= Work task =
What is needed is an exact copy of every entry below.

*** Stored data Section Begins ***

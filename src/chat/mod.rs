//! Client-side chat state.
//!
//! A [`Conversation`] owns its [`ChatLog`] and applies each send
//! optimistically: the user entry is appended before the request goes out,
//! then the reply (or a synthetic error entry) is appended when it returns.

pub mod conversation;
pub mod message;
pub mod transport;

pub use conversation::{
    Conversation, GREETING, PendingSend, REFLECTION_THRESHOLD, SendOutcome, SendRejected,
};
pub use message::{ChatLog, ChatMessage, MessageId, Role};
pub use transport::{ChatEndpoint, ChatTransport, SessionEndpoint, TransportReply};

*** Stored data Section Ends ***

= Solution below =
filename src/chat/mod.rs
//! Client-side chat state.
//!
//! A [`Conversation`] owns its [`ChatLog`] and applies each send
//! optimistically: the user entry is appended before the request goes out,
//! then the reply (or a synthetic error entry) is appended when it returns.

pub mod conversation;
pub mod message;
pub mod transport;

pub use conversation::{
    Conversation, GREETING, PendingSend, REFLECTION_THRESHOLD, SendOutcome, SendRejected,
};
pub use message::{ChatLog, ChatMessage, MessageId, Role};
pub use transport::{ChatEndpoint, ChatTransport, SessionEndpoint, TransportReply};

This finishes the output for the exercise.